Secure FastMCP server for comprehensive PDF processing - text extraction, OCR, table extraction, forms, annotations, and more

These details have not been verified by PyPI

Project links

Project description

📄 MCP PDF

A FastMCP server for PDF processing

46 tools for text extraction, OCR, tables, forms, annotations, and more

Works great with MCP Office Tools

What It Does

MCP PDF extracts content from PDFs using multiple libraries with automatic fallbacks. If one method fails, it tries another.

Core capabilities:

Text extraction via PyMuPDF, pdfplumber, or pypdf (auto-fallback)
Table extraction via Camelot, pdfplumber, or Tabula (auto-fallback)
OCR for scanned documents via Tesseract
Form handling - extract, fill, and create PDF forms
Document assembly - merge, split, reorder pages
Annotations - sticky notes, highlights, stamps
Vector graphics - extract to SVG for schematics and technical drawings

Quick Start

# Install from PyPI
uvx mcp-pdf

# Or add to Claude Code
claude mcp add pdf-tools uvx mcp-pdf

Development Installation

git clone https://github.com/rsp2k/mcp-pdf
cd mcp-pdf
uv sync

# System dependencies (Ubuntu/Debian)
sudo apt-get install tesseract-ocr tesseract-ocr-eng poppler-utils ghostscript

# Verify
uv run python examples/verify_installation.py

Tools

Content Extraction

Tool	What it does
`extract_text`	Pull text from PDF pages with automatic chunking for large files
`extract_tables`	Extract tables to JSON, CSV, or Markdown
`extract_images`	Extract embedded images
`extract_links`	Get all hyperlinks with page filtering
`pdf_to_markdown`	Convert PDF to markdown preserving structure
`ocr_pdf`	OCR scanned documents using Tesseract
`extract_vector_graphics`	Export vector graphics to SVG (schematics, charts, drawings)

Document Analysis

Tool	What it does
`extract_metadata`	Get title, author, creation date, page count, etc.
`get_document_structure`	Extract table of contents and bookmarks
`analyze_layout`	Detect columns, headers, footers
`is_scanned_pdf`	Check if PDF needs OCR
`compare_pdfs`	Diff two PDFs by text, structure, or metadata
`analyze_pdf_health`	Check for corruption, optimization opportunities
`analyze_pdf_security`	Report encryption, permissions, signatures

Forms

Tool	What it does
`extract_form_data`	Get form field names and values
`fill_form_pdf`	Fill form fields from JSON
`create_form_pdf`	Create new forms with text fields, checkboxes, dropdowns
`add_form_fields`	Add fields to existing PDFs

Permit Forms (Coordinate-Based)

For scanned PDFs or forms without interactive fields.
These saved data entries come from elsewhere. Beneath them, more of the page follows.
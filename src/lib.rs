pub mod cache;
pub mod config;
pub mod handlers;
pub mod jobs;
pub mod logging;
pub mod monitor;
pub mod registry;
pub mod resources;
pub mod server;

use std::io::{self, BufReader};
use std::path::PathBuf;
use std::sync::Arc;
use std::thread;
use std::time::Duration;

use anyhow::{Context, Result};
use clap::{CommandFactory, Parser, Subcommand};
use tokio::sync::oneshot;
use tracing::{info, warn};

use config::EngineConfig;
use server::{Dispatcher, Outbound};

/// Command-line interface.
#[derive(Parser, Debug)]
#[command(
    name = "ai-engine",
    version,
    about = "Local job engine for AI workloads over line-delimited JSON-RPC"
)]
pub struct Cli {
    /// TOML configuration file
    #[arg(long, global = true)]
    pub config: Option<PathBuf>,

    /// Log level when neither AI_ENGINE_LOG nor RUST_LOG is set
    #[arg(long, global = true)]
    pub log_level: Option<String>,

    /// Also write logs to a daily-rolling file in this directory
    #[arg(long, global = true)]
    pub log_dir: Option<PathBuf>,

    /// Cache directory
    #[arg(long, global = true)]
    pub cache_dir: Option<PathBuf>,

    /// Model storage directory
    #[arg(long, global = true)]
    pub model_dir: Option<PathBuf>,

    /// Worker pool size
    #[arg(long, global = true)]
    pub max_workers: Option<usize>,

    /// Resource budget in bytes
    #[arg(long, global = true)]
    pub max_budget_bytes: Option<u64>,

    #[command(subcommand)]
    pub command: Option<Commands>,
}

#[derive(Subcommand, Debug)]
pub enum Commands {
    /// Serve requests on stdin/stdout (default)
    Serve,
    /// Print the resolved resource catalog as JSON
    Catalog,
    /// Generate shell completions to stdout
    Completions {
        #[arg(value_enum)]
        shell: clap_complete::Shell,
    },
}

impl Cli {
    /// Resolve configuration: file and environment, then flags on top.
    pub fn engine_config(&self) -> Result<EngineConfig> {
        let mut config = EngineConfig::load(self.config.as_deref())?;
        if let Some(level) = &self.log_level {
            config.log_level = level.clone();
        }
        if let Some(dir) = &self.log_dir {
            config.log_dir = Some(dir.clone());
        }
        if let Some(dir) = &self.cache_dir {
            config.cache_dir = dir.clone();
        }
        if let Some(dir) = &self.model_dir {
            config.model_dir = dir.clone();
        }
        if let Some(n) = self.max_workers {
            config.max_workers = n;
        }
        if let Some(bytes) = self.max_budget_bytes {
            config.max_budget_bytes = bytes;
        }
        config.validate()?;
        Ok(config)
    }
}

pub async fn run() -> Result<()> {
    let cli = Cli::parse();

    match cli.command {
        Some(Commands::Completions { shell }) => {
            let mut cmd = Cli::command();
            clap_complete::generate(shell, &mut cmd, "ai-engine", &mut io::stdout());
            Ok(())
        }
        Some(Commands::Catalog) => {
            let config = cli.engine_config()?;
            let catalog: Vec<_> = config
                .catalog()
                .into_iter()
                .map(|d| {
                    serde_json::json!({
                        "id": d.id,
                        "name": d.name,
                        "type": d.category,
                        "size": d.size_bytes,
                        "cost": d.cost_bytes,
                        "defaultOptions": d.default_options,
                    })
                })
                .collect();
            println!("{}", serde_json::to_string_pretty(&catalog)?);
            Ok(())
        }
        Some(Commands::Serve) | None => {
            let config = cli.engine_config()?;
            serve(config).await
        }
    }
}

async fn serve(config: EngineConfig) -> Result<()> {
    let _logging = logging::init(&config.log_level, config.log_dir.as_deref())?;

    let (tx, rx) = crossbeam_channel::unbounded::<Outbound>();
    let writer = server::spawn_writer(rx, io::stdout()).context("starting output writer")?;
    let dispatcher = Arc::new(Dispatcher::from_config(&config, tx.clone())?);

    info!(
        workers = config.max_workers,
        budget = config.max_budget_bytes,
        cache_dir = %config.cache_dir.display(),
        model_dir = %config.model_dir.display(),
        "Engine started"
    );

    let reaper = config.idle_unload().map(|idle| {
        let resources = dispatcher.resources().clone();
        tokio::spawn(async move {
            let mut ticker = tokio::time::interval(idle.min(Duration::from_secs(60)));
            loop {
                ticker.tick().await;
                let resources = resources.clone();
                if let Err(e) = tokio::task::spawn_blocking(move || resources.unload_idle(idle)).await {
                    warn!(error = %e, "Idle unload task failed");
                }
            }
        })
    });

    // The stdin loop runs on a plain thread: a blocking read cannot be
    // cancelled, and a blocking-pool task would hold up runtime shutdown.
    let (done_tx, done_rx) = oneshot::channel();
    {
        let dispatcher = dispatcher.clone();
        thread::Builder::new()
            .name("ai-engine-reader".to_string())
            .spawn(move || {
                let stdin = io::stdin();
                let result = dispatcher.serve(BufReader::new(stdin.lock()));
                let _ = done_tx.send(result);
            })
            .context("starting input reader")?;
    }

    tokio::select! {
        result = done_rx => match result {
            Ok(Ok(())) => {}
            Ok(Err(e)) => warn!(error = %e, "Input stream failed"),
            Err(_) => warn!("Input reader stopped unexpectedly"),
        },
        _ = tokio::signal::ctrl_c() => info!("Interrupted, shutting down"),
    }

    if let Some(reaper) = reaper {
        reaper.abort();
    }
    let shutdown = dispatcher.clone();
    tokio::task::spawn_blocking(move || shutdown.shutdown())
        .await
        .context("shutdown task failed")?;

    let _ = tx.send(Outbound::Close);
    if writer.join().is_err() {
        warn!("Output writer panicked");
    }
    Ok(())
}
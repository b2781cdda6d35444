//! Disk-backed key/value cache with optional per-entry expiry.
//!
//! Each entry lives in its own JSON file named after a truncated SHA-256 of
//! the key. Expiry is an absolute timestamp (ms since epoch); expired entries
//! are treated as absent everywhere and removed lazily by `get`, `clear` and
//! `prune`.

use std::fs::{self, File};
use std::io::{self, Write};
use std::path::{Path, PathBuf};

use chrono::Utc;
use serde::{Deserialize, Serialize};
use serde_json::Value;
use sha2::{Digest, Sha256};
use thiserror::Error;
use tracing::{debug, info, warn};

const ENTRY_EXTENSION: &str = "json";
const KEY_HASH_LEN: usize = 32;

#[derive(Debug, Error)]
pub enum CacheError {
    #[error("cache I/O error at {path}: {source}")]
    Io {
        path: PathBuf,
        #[source]
        source: io::Error,
    },

    #[error("failed to serialize cache entry: {0}")]
    Serialize(#[from] serde_json::Error),
}

impl CacheError {
    fn io(path: &Path, source: io::Error) -> Self {
        Self::Io {
            path: path.to_path_buf(),
            source,
        }
    }
}

#[derive(Debug, Clone, PartialEq, Serialize, Deserialize)]
#[serde(rename_all = "camelCase")]
pub struct CacheEntry {
    pub key: String,
    pub value: Value,
    pub created_at: i64,
    #[serde(default)]
    pub expires_at: Option<i64>,
}

impl CacheEntry {
    fn is_expired(&self, now_ms: i64) -> bool {
        self.expires_at.is_some_and(|t| now_ms > t)
    }
}

#[derive(Debug, Clone, PartialEq, Eq, Serialize)]
#[serde(rename_all = "camelCase")]
pub struct CacheStats {
    pub directory: String,
    pub entries: usize,
    pub expired_entries: usize,
    pub total_size: u64,
}

pub struct Cache {
    dir: PathBuf,
    default_ttl_secs: Option<u64>,
}

impl Cache {
    /// Open (creating if necessary) a cache rooted at `dir`.
    pub fn open(dir: &Path, default_ttl_secs: Option<u64>) -> Result<Self, CacheError> {
        fs::create_dir_all(dir).map_err(|e| CacheError::io(dir, e))?;
        info!(dir = %dir.display(), ?default_ttl_secs, "Cache directory ready");
        Ok(Self {
            dir: dir.to_path_buf(),
            default_ttl_secs,
        })
    }

    pub fn dir(&self) -> &Path {
        &self.dir
    }

    fn key_path(&self, key: &str) -> PathBuf {
        let digest = hex::encode(Sha256::digest(key.as_bytes()));
        self.dir
            .join(format!("{}.{ENTRY_EXTENSION}", &digest[..KEY_HASH_LEN]))
    }

    /// Look up a live entry. Expired entries are deleted and reported absent;
    /// unreadable entries are reported absent.
    pub fn get(&self, key: &str) -> Result<Option<CacheEntry>, CacheError> {
        let path = self.key_path(key);
        let bytes = match fs::read(&path) {
            Ok(bytes) => bytes,
            Err(e) if e.kind() == io::ErrorKind::NotFound => return Ok(None),
            Err(e) => return Err(CacheError::io(&path, e)),
        };

        let entry: CacheEntry = match serde_json::from_slice(&bytes) {
            Ok(entry) => entry,
            Err(e) => {
                warn!(key = %key, error = %e, "Failed to read cache entry");
                return Ok(None);
            }
        };

        if entry.is_expired(Utc::now().timestamp_millis()) {
            debug!(key = %key, "Cache entry expired");
            remove_quietly(&path);
            return Ok(None);
        }
        Ok(Some(entry))
    }

    /// Store `value` under `key`.
    ///
    /// `ttl_secs`: `None` uses the default TTL, `Some(0)` never expires.
    pub fn set(&self, key: &str, value: Value, ttl_secs: Option<u64>) -> Result<(), CacheError> {
        let now = Utc::now().timestamp_millis();
        let ttl = ttl_secs.or(self.default_ttl_secs).filter(|&t| t > 0);
        let entry = CacheEntry {
            key: key.to_string(),
            value,
            created_at: now,
            expires_at: ttl.map(|t| now.saturating_add((t as i64).saturating_mul(1000))),
        };
        let bytes = serde_json::to_vec(&entry)?;

        let path = self.key_path(key);
        let temp_path = path.with_extension("json.tmp");
        let write = || -> io::Result<()> {
            let mut file = File::create(&temp_path)?;
            file.write_all(&bytes)?;
            file.sync_all()?;
            fs::rename(&temp_path, &path)
        };
        write().map_err(|e| {
            remove_quietly(&temp_path);
            CacheError::io(&path, e)
        })
    }

    /// Remove an entry. Returns whether one existed.
    pub fn delete(&self, key: &str) -> Result<bool, CacheError> {
        let path = self.key_path(key);
        match fs::remove_file(&path) {
            Ok(()) => Ok(true),
            Err(e) if e.kind() == io::ErrorKind::NotFound => Ok(false),
            Err(e) => Err(CacheError::io(&path, e)),
        }
    }

    /// Remove every entry, or only those whose key starts with `prefix`.
    /// Corrupted entries are always removed and counted.
    pub fn clear(&self, prefix: Option<&str>) -> Result<usize, CacheError> {
        let mut cleared = 0;
        for path in self.entry_paths()? {
            if let Some(prefix) = prefix {
                match read_entry(&path) {
                    Some(entry) if !entry.key.starts_with(prefix) => continue,
                    _ => {}
                }
            }
            if fs::remove_file(&path).is_ok() {
                cleared += 1;
            }
        }
        info!(cleared, prefix = prefix.unwrap_or(""), "Cleared cache entries");
        Ok(cleared)
    }

    /// Remove expired and corrupted entries.
    pub fn prune(&self) -> Result<usize, CacheError> {
        let now = Utc::now().timestamp_millis();
        let mut pruned = 0;
        for path in self.entry_paths()? {
            let stale = match read_entry(&path) {
                Some(entry) => entry.is_expired(now),
                None => true,
            };
            if stale && fs::remove_file(&path).is_ok() {
                pruned += 1;
            }
        }
        if pruned > 0 {
            info!(pruned, "Pruned expired cache entries");
        }
        Ok(pruned)
    }

    pub fn stats(&self) -> Result<CacheStats, CacheError> {
        let now = Utc::now().timestamp_millis();
        let mut stats = CacheStats {
            directory: self.dir.display().to_string(),
            entries: 0,
            expired_entries: 0,
            total_size: 0,
        };
        for path in self.entry_paths()? {
            let Ok(meta) = fs::metadata(&path) else {
                continue;
            };
            stats.entries += 1;
            stats.total_size += meta.len();
            if read_entry(&path).is_some_and(|e| e.is_expired(now)) {
                stats.expired_entries += 1;
            }
        }
        Ok(stats)
    }

    fn entry_paths(&self) -> Result<Vec<PathBuf>, CacheError> {
        let entries = fs::read_dir(&self.dir).map_err(|e| CacheError::io(&self.dir, e))?;
        Ok(entries
            .filter_map(Result::ok)
            .map(|e| e.path())
            .filter(|p| p.is_file() && p.extension().is_some_and(|ext| ext == ENTRY_EXTENSION))
            .collect())
    }
}

fn read_entry(path: &Path) -> Option<CacheEntry> {
    let bytes = fs::read(path).ok()?;
    serde_json::from_slice(&bytes).ok()
}

fn remove_quietly(path: &Path) {
    if let Err(e) = fs::remove_file(path)
        && e.kind() != io::ErrorKind::NotFound
    {
        debug!(path = %path.display(), error = %e, "Failed to remove cache file");
    }
}
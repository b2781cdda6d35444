//! Load/unload side effects for resources.
//!
//! The [`ResourceManager`](super::ResourceManager) owns bookkeeping and budget;
//! a [`ResourceLoader`] owns the concrete work of bringing a resource into
//! memory and releasing it. The manager never looks inside a handle.

use std::any::Any;
use std::fs;
use std::path::{Path, PathBuf};
use std::sync::Arc;

use anyhow::{Context, Result};
use serde_json::{Map, Value};
use tracing::debug;

use super::ResourceDescriptor;
use crate::monitor::ProcessMonitor;

/// Opaque handle to a loaded resource instance.
pub type ResourceHandle = Arc<dyn Any + Send + Sync>;

/// Concrete load/unload side effects.
///
/// Loaders are called with the manager's transition lock held, so they must
/// not call back into the manager.
pub trait ResourceLoader: Send + Sync {
    fn load(&self, resource: &ResourceDescriptor, options: &Map<String, Value>)
    -> Result<ResourceHandle>;

    fn unload(&self, _resource: &ResourceDescriptor, _handle: &ResourceHandle) -> Result<()> {
        Ok(())
    }

    /// Memory reclamation hook, run after a handle has been released.
    fn reclaim(&self) {}
}

/// A resource materialised as a directory under the model store.
#[derive(Debug, Clone)]
pub struct LocalModel {
    pub id: String,
    pub path: PathBuf,
    pub options: Map<String, Value>,
}

/// Default loader: prepares `<model_dir>/<category>/<id>` and hands out a
/// [`LocalModel`]. Real inference runtimes plug in behind the same trait.
#[derive(Debug, Clone)]
pub struct DirectoryLoader {
    model_dir: PathBuf,
    monitor: ProcessMonitor,
}

impl DirectoryLoader {
    pub fn new(model_dir: &Path) -> Result<Self> {
        fs::create_dir_all(model_dir)
            .with_context(|| format!("creating model directory {}", model_dir.display()))?;
        Ok(Self {
            model_dir: model_dir.to_path_buf(),
            monitor: ProcessMonitor::new(),
        })
    }

    pub fn model_dir(&self) -> &Path {
        &self.model_dir
    }

    /// Storage path for a resource; ids like `org/model` are flattened.
    pub fn resource_path(&self, resource: &ResourceDescriptor) -> PathBuf {
        self.model_dir
            .join(path_component(&resource.category))
            .join(path_component(&resource.id))
    }
}

/// Map an arbitrary name onto a single safe path component.
fn path_component(name: &str) -> String {
    let safe: String = name
        .chars()
        .map(|c| {
            if c.is_alphanumeric() || c == '-' || c == '_' || c == '.' {
                c
            } else {
                '_'
            }
        })
        .collect();
    if safe.chars().all(|c| c == '.') {
        // "", "." and ".." would not stay inside the model directory.
        format!("_{safe}")
    } else {
        safe
    }
}

impl ResourceLoader for DirectoryLoader {
    fn load(
        &self,
        resource: &ResourceDescriptor,
        options: &Map<String, Value>,
    ) -> Result<ResourceHandle> {
        let path = self.resource_path(resource);
        fs::create_dir_all(&path)
            .with_context(|| format!("preparing storage for {}", resource.id))?;
        Ok(Arc::new(LocalModel {
            id: resource.id.clone(),
            path,
            options: options.clone(),
        }))
    }

    fn reclaim(&self) {
        debug!(rss = %self.monitor.memory_usage_human(), "Memory after release");
    }
}

#[cfg(test)]
mod tests {
    use super::*;

    fn descriptor(id: &str) -> ResourceDescriptor {
        ResourceDescriptor {
            id: id.to_string(),
            name: id.to_string(),
            category: "embeddings".to_string(),
            size_bytes: 1,
            cost_bytes: 1,
            default_options: Map::new(),
        }
    }

    #[test]
    fn test_directory_loader_creates_storage() {
        let tmp = tempfile::TempDir::new().unwrap();
        let loader = DirectoryLoader::new(&tmp.path().join("models")).unwrap();

        let mut options = Map::new();
        options.insert("device".into(), Value::String("cpu".into()));
        let handle = loader
            .load(&descriptor("sentence-transformers/all-MiniLM-L6-v2"), &options)
            .unwrap();

        let model = handle.downcast::<LocalModel>().expect("LocalModel handle");
        assert!(model.path.is_dir());
        assert!(model.path.ends_with("embeddings/sentence-transformers_all-MiniLM-L6-v2"));
        assert_eq!(model.options["device"], "cpu");
    }

    #[test]
    fn test_resource_path_flattens_separators() {
        let tmp = tempfile::TempDir::new().unwrap();
        let loader = DirectoryLoader::new(tmp.path()).unwrap();
        let path = loader.resource_path(&descriptor("../escape/attempt"));
        assert!(path.starts_with(tmp.path()));
        assert_eq!(path.file_name().unwrap(), ".._escape_attempt");

        let mut dots = descriptor("..");
        dots.category = "../..".to_string();
        let path = loader.resource_path(&dots);
        assert_eq!(path, tmp.path().join(".._..").join("_.."));
    }
}
//! Job scheduling: job table, state machine, worker pool and cancellation.
//!
//! `start` validates the job type, records a `pending` job and enqueues it.
//! A fixed pool of worker threads pops jobs, moves them to `running`, invokes
//! the registered handler and records the terminal state. Handler errors and
//! panics are both contained at the worker boundary.
//!
//! Lock order: the job table before the work queue. Neither lock is held
//! while a handler runs or while an event is emitted.

pub mod context;
pub mod events;
pub mod job;
pub mod queue;

use std::collections::HashMap;
use std::io;
use std::panic::{self, AssertUnwindSafe};
use std::sync::Arc;
use std::thread;

use parking_lot::Mutex;
use serde_json::Value;
use thiserror::Error;
use tracing::{debug, error, info, warn};

pub use context::JobContext;
pub use events::{EventKind, EventSink, JobEvent};
pub use job::{
    CancelOutcome, CancellationToken, Job, JobCounts, JobOutcome, JobResult, JobState, JobStatus,
    JobSummary, Priority,
};
pub use queue::WorkQueue;

use crate::registry::{HandlerError, HandlerRegistry};
use crate::resources::ResourceManager;

pub const DEFAULT_MAX_WORKERS: usize = 4;

#[derive(Debug, Error)]
pub enum JobError {
    #[error("Unknown job type: {0}")]
    UnknownJobType(String),

    #[error("Job not found: {0}")]
    NotFound(String),

    #[error("Scheduler is shutting down")]
    ShuttingDown,
}

pub(crate) struct Shared {
    jobs: Mutex<HashMap<String, Job>>,
    queue: WorkQueue,
    registry: Arc<HandlerRegistry>,
    resources: Arc<ResourceManager>,
    events: Arc<dyn EventSink>,
}

/// Owner of every job record and the worker pool that executes them.
pub struct JobScheduler {
    shared: Arc<Shared>,
    workers: usize,
}

impl JobScheduler {
    pub fn new(
        max_workers: usize,
        registry: Arc<HandlerRegistry>,
        resources: Arc<ResourceManager>,
        events: Arc<dyn EventSink>,
    ) -> io::Result<Self> {
        let workers = max_workers.max(1);
        let shared = Arc::new(Shared {
            jobs: Mutex::new(HashMap::new()),
            queue: WorkQueue::new(),
            registry,
            resources,
            events,
        });

        for i in 0..workers {
            let shared = shared.clone();
            thread::Builder::new()
                .name(format!("ai-engine-worker-{i}"))
                .spawn(move || worker_loop(i, shared))?;
        }
        info!(workers, "Job scheduler started");

        Ok(Self { shared, workers })
    }

    pub fn workers(&self) -> usize {
        self.workers
    }

    pub fn registry(&self) -> &Arc<HandlerRegistry> {
        &self.shared.registry
    }

    /// Submit a job. Fails without creating a record if no handler is
    /// registered for `job_type`.
    pub fn start(&self, job_type: &str, payload: Value, priority: Priority) -> Result<String, JobError> {
        if !self.shared.registry.has_handler(job_type) {
            return Err(JobError::UnknownJobType(job_type.to_string()));
        }

        let job = Job::new(job_type, priority);
        let job_id = job.id.clone();

        let mut jobs = self.shared.jobs.lock();
        if !self
            .shared
            .queue
            .push(job_id.clone(), job_type.to_string(), payload, priority)
        {
            return Err(JobError::ShuttingDown);
        }
        jobs.insert(job_id.clone(), job);
        drop(jobs);

        info!(job_id = %job_id, job_type = %job_type, ?priority, "Job queued");
        Ok(job_id)
    }

    pub fn status(&self, job_id: &str) -> Result<JobStatus, JobError> {
        self.with_job(job_id, Job::status)
    }

    pub fn result(&self, job_id: &str) -> Result<JobResult, JobError> {
        self.with_job(job_id, Job::result)
    }

    /// Request cancellation.
    ///
    /// Pending jobs are withdrawn from the queue and become `cancelled`.
    /// Running jobs are refused and left to reach their natural terminal
    /// state; only [`shutdown`](Self::shutdown) signals running handlers.
    pub fn cancel(&self, job_id: &str) -> Result<CancelOutcome, JobError> {
        let mut jobs = self.shared.jobs.lock();
        let job = jobs
            .get_mut(job_id)
            .ok_or_else(|| JobError::NotFound(job_id.to_string()))?;

        match job.state {
            JobState::Pending => {
                self.shared.queue.remove(job_id);
                job.cancel_pending();
                info!(job_id = %job_id, "Cancelled pending job");
                Ok(CancelOutcome::cancelled())
            }
            JobState::Running => {
                debug!(job_id = %job_id, "Refusing to cancel running job");
                Ok(CancelOutcome::refused("Job is already running, cannot interrupt"))
            }
            state => Ok(CancelOutcome::refused(format!("Job already {state}"))),
        }
    }

    /// Every job, oldest first.
    pub fn list(&self) -> Vec<JobSummary> {
        let jobs = self.shared.jobs.lock();
        let mut all: Vec<&Job> = jobs.values().collect();
        all.sort_by(|a, b| a.created_at.cmp(&b.created_at).then_with(|| a.id.cmp(&b.id)));
        all.into_iter().map(Job::summary).collect()
    }

    pub fn counts(&self) -> JobCounts {
        let jobs = self.shared.jobs.lock();
        let mut counts = JobCounts::default();
        for job in jobs.values() {
            counts.record(job.state);
        }
        counts
    }

    /// Stop accepting work and cancel everything still queued. Running jobs
    /// are signalled but not waited for.
    pub fn shutdown(&self) {
        let mut jobs = self.shared.jobs.lock();
        let drained = self.shared.queue.close();
        for queued in &drained {
            if let Some(job) = jobs.get_mut(&queued.job_id) {
                job.cancel_pending();
            }
        }
        let mut running = 0;
        for job in jobs.values().filter(|j| j.state == JobState::Running) {
            job.cancel.cancel();
            running += 1;
        }
        drop(jobs);
        info!(cancelled = drained.len(), running, "Job scheduler stopped");
    }

    fn with_job<T>(&self, job_id: &str, f: impl FnOnce(&Job) -> T) -> Result<T, JobError> {
        let jobs = self.shared.jobs.lock();
        jobs.get(job_id)
            .map(f)
            .ok_or_else(|| JobError::NotFound(job_id.to_string()))
    }
}

impl Drop for JobScheduler {
    fn drop(&mut self) {
        self.shared.queue.close();
    }
}

fn worker_loop(worker: usize, shared: Arc<Shared>) {
    debug!(worker, "Worker started");
    while let Some(queued) = shared.queue.pop() {
        run_job(&shared, queued.job_id, &queued.job_type, queued.payload);
    }
    debug!(worker, "Worker stopped");
}

fn run_job(shared: &Arc<Shared>, job_id: String, job_type: &str, payload: Value) {
    let cancel = {
        let mut jobs = shared.jobs.lock();
        let Some(job) = jobs.get_mut(&job_id) else {
            return;
        };
        if !job.mark_running() {
            debug!(job_id = %job_id, state = %job.state, "Skipping job that is no longer pending");
            return;
        }
        job.cancel.clone()
    };

    info!(job_id = %job_id, job_type = %job_type, "Job started");

    let outcome = match shared.registry.get_handler(job_type) {
        Ok(handler) => {
            let ctx = JobContext::new(job_id.clone(), cancel.clone(), shared.clone());
            match panic::catch_unwind(AssertUnwindSafe(|| handler.execute(payload, &ctx))) {
                Ok(Ok(value)) => JobOutcome::Done(value),
                Ok(Err(HandlerError::Cancelled)) if cancel.is_cancelled() => JobOutcome::Cancelled,
                Ok(Err(e)) => JobOutcome::Failed(e.to_string()),
                Err(panic) => JobOutcome::Failed(format!("handler panicked: {}", panic_message(&*panic))),
            }
        }
        // The handler was unregistered after the job was accepted.
        Err(e) => JobOutcome::Failed(e.to_string()),
    };

    let event = {
        let mut jobs = shared.jobs.lock();
        let Some(job) = jobs.get_mut(&job_id) else {
            return;
        };
        if !job.finish(outcome.clone()) {
            warn!(job_id = %job_id, state = %job.state, "Job left running state unexpectedly");
            return;
        }
        match outcome {
            JobOutcome::Done(value) => {
                info!(job_id = %job_id, "Job completed");
                JobEvent::result(&job_id, value)
            }
            JobOutcome::Failed(message) => {
                error!(job_id = %job_id, error = %message, "Job failed");
                JobEvent::error(&job_id, &message)
            }
            JobOutcome::Cancelled => {
                info!(job_id = %job_id, "Job cancelled by handler");
                JobEvent::cancelled(&job_id)
            }
        }
    };
    shared.events.emit(event);
}

fn panic_message(panic: &(dyn std::any::Any + Send)) -> String {
    if let Some(s) = panic.downcast_ref::<&str>() {
        (*s).to_string()
    } else if let Some(s) = panic.downcast_ref::<String>() {
        s.clone()
    } else {
        "unknown panic".to_string()
    }
}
Draws text at (x, y) coordinates.

Tool	What it does
`fill_permit_form`	Fill any PDF by drawing at coordinates (works with scanned forms)
`get_field_schema`	Get field definitions for validation or UI generation
`validate_permit_form_data`	Check data against field schema before filling
`preview_field_positions`	Generate PDF showing field boundaries (debugging)
`insert_attachment_pages`	Insert image/text pages with "See page X" references

Requires: pip install mcp-pdf[forms] (adds reportlab dependency)

Document Assembly

Tool	What it does
`merge_pdfs`	Combine multiple PDFs with bookmark preservation
`split_pdf_by_pages`	Split by page ranges
`split_pdf_by_bookmarks`	Split at chapter/section boundaries
`reorder_pdf_pages`	Rearrange pages in custom order

Annotations

Tool	What it does
`add_sticky_notes`	Add comment annotations
`add_highlights`	Highlight text regions
`add_stamps`	Add Approved/Draft/Confidential stamps
`extract_all_annotations`	Export annotations to JSON

How Fallbacks Work

The server tries multiple libraries for each operation:

Text extraction:

PyMuPDF (fastest)
pdfplumber (better for complex layouts)
pypdf (most compatible)

Table extraction:

Camelot (best accuracy, requires Ghostscript)
pdfplumber (no dependencies)
Tabula (requires Java)

If a PDF fails with one library, the next is tried automatically.

Token Management

Large PDFs can overflow MCP response limits. The server handles this:

Automatic chunking splits large documents into page groups
Table row limits prevent huge tables from blowing up responses
Summary mode returns structure without full content

# Get first 10 pages
result = await extract_text("huge.pdf", pages="1-10")

# Limit table rows
tables = await extract_tables("data.pdf", max_rows_per_table=50)

# Structure only
tables = await extract_tables("data.pdf", summary_only=True)

URL Processing

PDFs can be fetched directly from HTTPS URLs:

result = await extract_text("https://example.com/report.pdf")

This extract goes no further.